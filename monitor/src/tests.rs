// Copyright 2025 Javelin project contributors (see CONTRIBUTORS.md).
// Licensed under the Apache License, Version 2.0 (see LICENSE).
use std::time::Duration;

use outcome::{Outcome, RunResult};

use super::{Handler, HostMonitor};

#[derive(Default)]
struct RecordingHandler {
    events: Vec<String>,
    outcomes: Vec<Outcome>,
}

impl Handler for RecordingHandler {
    fn start(&mut self, outcome_name: &str, runner_tag: &str) {
        self.events.push(format!("start {outcome_name} [{runner_tag}]"));
    }

    fn output(&mut self, outcome_name: &str, fragment: &str) {
        self.events.push(format!("output {outcome_name} {fragment:?}"));
    }

    fn finish(&mut self, outcome: &Outcome) {
        self.events
            .push(format!("finish {} {}", outcome.name(), outcome.result()));
        self.outcomes.push(outcome.clone());
    }

    fn print(&mut self, text: &str) {
        self.events.push(format!("print {text:?}"));
    }
}

fn monitor() -> HostMonitor {
    HostMonitor::new(Duration::from_secs(5))
}

#[tokio::test]
async fn decodes_a_complete_stream() {
    let stream = concat!(
        r#"<javelin-monitor>"#,
        r#"<outcome name="ex.AddTest#plus" runner="javelin.target.junit.JUnitRunner">"#,
        "computing...\n",
        r#"<result value="SUCCESS"/>"#,
        r#"</outcome>"#,
        r#"</javelin-monitor>"#,
    );
    let mut handler = RecordingHandler::default();
    let completed = monitor()
        .monitor_stream(stream.as_bytes(), &mut handler)
        .await;

    assert!(completed);
    assert_eq!(
        handler.events,
        vec![
            "start ex.AddTest#plus [javelin.target.junit.JUnitRunner]",
            "output ex.AddTest#plus \"computing...\\n\"",
            "finish ex.AddTest#plus SUCCESS",
        ]
    );
    assert_eq!(handler.outcomes[0].result(), RunResult::Success);
    assert_eq!(handler.outcomes[0].output_lines(), ["computing...", ""]);
}

#[tokio::test]
async fn fragments_concatenate_in_arrival_order() {
    let stream = concat!(
        r#"<javelin-monitor>"#,
        r#"<outcome name="ex.T#m" runner="r">"#,
        "first ",
        r#"<!-- runners flush mid-line -->"#,
        "second ",
        r#"<!-- and again -->"#,
        "third",
        r#"<result value="EXEC_FAILED"/>"#,
        r#"</outcome>"#,
        r#"</javelin-monitor>"#,
    );
    let mut handler = RecordingHandler::default();
    assert!(
        monitor()
            .monitor_stream(stream.as_bytes(), &mut handler)
            .await
    );
    assert_eq!(
        handler.outcomes[0].output_lines(),
        ["first second third"]
    );
    let fragments: Vec<_> = handler
        .events
        .iter()
        .filter(|e| e.starts_with("output"))
        .collect();
    assert_eq!(fragments.len(), 3);
}

#[tokio::test]
async fn unstructured_output_is_printed_not_recorded() {
    let stream = concat!(
        r#"<javelin-monitor>"#,
        r#"<outcome name="ex.T#a" runner="r">"#,
        r#"<result value="SUCCESS"/>"#,
        r#"</outcome>"#,
        r#"<unstructured-output>vm warning: something</unstructured-output>"#,
        r#"<outcome name="ex.T#b" runner="r">"#,
        r#"<result value="SUCCESS"/>"#,
        r#"</outcome>"#,
        r#"</javelin-monitor>"#,
    );
    let mut handler = RecordingHandler::default();
    assert!(
        monitor()
            .monitor_stream(stream.as_bytes(), &mut handler)
            .await
    );
    assert_eq!(
        handler.events,
        vec![
            "start ex.T#a [r]",
            "finish ex.T#a SUCCESS",
            "print \"vm warning: something\"",
            "start ex.T#b [r]",
            "finish ex.T#b SUCCESS",
        ]
    );
}

#[tokio::test]
async fn finish_precedes_the_next_start() {
    let stream = concat!(
        r#"<javelin-monitor>"#,
        r#"<outcome name="ex.T#a" runner="r"><result value="SUCCESS"/></outcome>"#,
        r#"<outcome name="ex.T#b" runner="r"><result value="EXEC_FAILED"/></outcome>"#,
        r#"</javelin-monitor>"#,
    );
    let mut handler = RecordingHandler::default();
    assert!(
        monitor()
            .monitor_stream(stream.as_bytes(), &mut handler)
            .await
    );
    let positions: Vec<_> = handler
        .events
        .iter()
        .map(|e| e.split(' ').next().unwrap().to_owned())
        .collect();
    assert_eq!(positions, ["start", "finish", "start", "finish"]);
}

#[tokio::test]
async fn truncated_stream_does_not_complete_normally() {
    // The runner died after starting an outcome: no result, no closing tags.
    let stream = concat!(
        r#"<javelin-monitor>"#,
        r#"<outcome name="ex.Suite#b" runner="r">"#,
        "partial output",
    );
    let mut handler = RecordingHandler::default();
    let completed = monitor()
        .monitor_stream(stream.as_bytes(), &mut handler)
        .await;
    assert!(!completed);
    // The start was still observed, so a resume can skip past it.
    assert_eq!(handler.events[0], "start ex.Suite#b [r]");
    assert!(handler.outcomes.is_empty());
}

#[tokio::test]
async fn malformed_xml_is_nonfatal() {
    let stream = r#"<javelin-monitor><outcome name="ex.T" runner="r"></wrong></javelin-monitor>"#;
    let mut handler = RecordingHandler::default();
    let completed = monitor()
        .monitor_stream(stream.as_bytes(), &mut handler)
        .await;
    assert!(!completed);
}

#[tokio::test]
async fn connect_gives_up_after_the_monitor_timeout() {
    let monitor = HostMonitor::new(Duration::from_millis(10));
    let mut handler = RecordingHandler::default();
    // Nothing listens on this port; the connect loop must give up, not spin forever.
    let completed = monitor.monitor_socket(1, &mut handler).await;
    assert!(!completed);
    assert!(handler.events.is_empty());
}
// Copyright 2025 Javelin project contributors (see CONTRIBUTORS.md).
// Licensed under the Apache License, Version 2.0 (see LICENSE).

//! Run output, serialised by one lock.
//!
//! In streaming mode (a single runner) output is printed as it arrives, so the console is a
//! live view of the one action executing. In multiplexing mode fragments accumulate in
//! per-outcome buffers and each buffer is flushed atomically when its outcome finishes, so
//! concurrent actions cannot interleave.

use std::collections::HashMap;
use std::io::Write;

use colored::Colorize;
use outcome::{ResultValue, RunResult};
use outcome_store::AnnotatedOutcome;
use parking_lot::Mutex;

pub struct Console {
    streaming: bool,
    verbose: bool,
    state: Mutex<State>,
}

#[derive(Default)]
struct State {
    buffers: HashMap<String, String>,
    // Whether the current streamed line is mid-way, so verdicts start on a fresh line.
    mid_line: bool,
}

impl Console {
    pub fn new(streaming: bool, verbose: bool) -> Console {
        Console {
            streaming,
            verbose,
            state: Mutex::new(State::default()),
        }
    }

    /// Output from the wire for a specific outcome.
    pub fn output(&self, outcome_name: &str, fragment: &str) {
        let mut state = self.state.lock();
        if self.streaming {
            print!("{fragment}");
            let _ = std::io::stdout().flush();
            state.mid_line = !fragment.ends_with('\n');
        } else {
            state
                .buffers
                .entry(outcome_name.to_owned())
                .or_default()
                .push_str(fragment);
        }
    }

    /// Unstructured output not attributable to any outcome.
    pub fn print(&self, text: &str) {
        let mut state = self.state.lock();
        if state.mid_line {
            println!();
            state.mid_line = false;
        }
        println!("{text}");
    }

    /// The verdict line for a completed outcome, plus its buffered or failing output.
    pub fn result(&self, annotated: &AnnotatedOutcome) {
        let mut state = self.state.lock();
        if state.mid_line {
            println!();
            state.mid_line = false;
        }

        let outcome = annotated.outcome();
        let value = annotated.result_value();
        println!("{} {} ({})", outcome.name(), verdict(value), outcome.result());

        let buffered = state.buffers.remove(outcome.name()).unwrap_or_default();
        // Streaming already printed the output live; multiplexing flushes the buffer now,
        // for failures always and for successes only when verbose.
        if !self.streaming && (value == ResultValue::Fail || self.verbose) {
            for line in buffered.lines() {
                println!("  {line}");
            }
        }
        if value == ResultValue::Fail {
            let expected = annotated.expectation().result();
            if expected != outcome.result() {
                println!("  expected {} but was {}", expected, outcome.result());
            }
            if annotated.changed_since_tag() {
                println!("  changed since tagged baseline");
            }
        }
    }

    ///
    /// The final comparative summary: deterministic for a given set of outcomes, so runs are
    /// diffable. Callers pass records already sorted by name.
    ///
    pub fn summary(&self, records: &[SummaryRecord]) {
        let _state = self.state.lock();
        let passed = records.iter().filter(|r| r.value == ResultValue::Ok).count();
        let failed = records
            .iter()
            .filter(|r| r.value == ResultValue::Fail)
            .count();
        let skipped = records
            .iter()
            .filter(|r| r.value == ResultValue::Ignore)
            .count();

        println!();
        for record in records {
            if record.value == ResultValue::Fail {
                println!(
                    "{} {}: expected {} but was {}",
                    "FAIL".red(),
                    record.name,
                    record.expected,
                    record.actual
                );
            }
        }
        println!(
            "Outcomes: {}. Passed: {}, Failed: {}, Skipped: {}.",
            records.len(),
            passed,
            failed,
            skipped
        );
    }
}

pub struct SummaryRecord {
    pub name: String,
    pub actual: RunResult,
    pub expected: RunResult,
    pub value: ResultValue,
}

fn verdict(value: ResultValue) -> colored::ColoredString {
    match value {
        ResultValue::Ok => "OK".green(),
        ResultValue::Fail => "FAIL".red(),
        ResultValue::Ignore => "IGNORE".yellow(),
    }
}
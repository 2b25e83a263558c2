// Copyright 2025 Javelin project contributors (see CONTRIBUTORS.md).
// Licensed under the Apache License, Version 2.0 (see LICENSE).
use std::collections::{BTreeMap, HashMap, HashSet};
use std::path::PathBuf;
use std::sync::atomic::{AtomicBool, Ordering};
use std::sync::{Arc, OnceLock};
use std::time::Duration;

use action::Action;
use expectation::{Expectation, ExpectationStore, LARGE_TAG};
use log::{debug, error, info, warn};
use mode::{Mode, Variant, BENCHMARK_RUNNER_TAG};
use monitor::{Handler, HostMonitor};
use outcome::{Outcome, ResultValue, RunResult};
use outcome_store::OutcomeStore;
use parking_lot::Mutex;
use tokio::io::{AsyncBufReadExt, AsyncRead, BufReader};
use tokio::sync::mpsc;

use crate::child::{KillHandle, ManagedChild};
use crate::console::{Console, SummaryRecord};
use crate::discovery::Discovered;
use crate::task::{Pool, Scheduler, Task};

/// Expectations tagged `large` get this much more time.
pub const LARGE_TIMEOUT_MULTIPLIER: u32 = 10;

/// After its deadline passes, a process gets twice its timeout again before the kill, so
/// in-process stack dumps can still be captured.
const TIMEOUT_GRACE_MULTIPLIER: u32 = 2;

/// Builders hand completed actions to runners through a queue this deep.
const HANDOFF_CAPACITY: usize = 4;

/// A runner idle this long while builders are still alive concludes the input is wedged.
const EXHAUSTION_TIMEOUT: Duration = Duration::from_secs(5 * 60);

/// The outcome name fatal, run-wide failures are reported under.
pub const GLOBAL_OUTCOME_NAME: &str = "javelin.Javelin";

///
/// Driver-level options for one run: the run-scoped context value everything reads instead of
/// global state.
///
#[derive(Clone, Debug)]
pub struct RunConfig {
    pub variant: Variant,
    /// Per-action timeout; zero disables timeouts entirely.
    pub action_timeout: Duration,
    pub monitor_timeout: Duration,
    pub first_monitor_port: u16,
    pub stream: bool,
    pub benchmark: bool,
    /// A debugger will attach, so nothing may time out underneath it.
    pub debug: bool,
    pub keep_after: bool,
    pub local_tmp: PathBuf,
}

◇ ◇ ◇ ◇

» Problem requirements: Which lines above hold the string "println"? Copy every one of them.

» Expected answer:
            println!();
        println!("{text}");
            println!();
        println!("{} {} ({})", outcome.name(), verdict(value), outcome.result());
                println!("  {line}");
                println!("  expected {} but was {}", expected, outcome.result());
                println!("  changed since tagged baseline");
        println!();
                println!(
        println!(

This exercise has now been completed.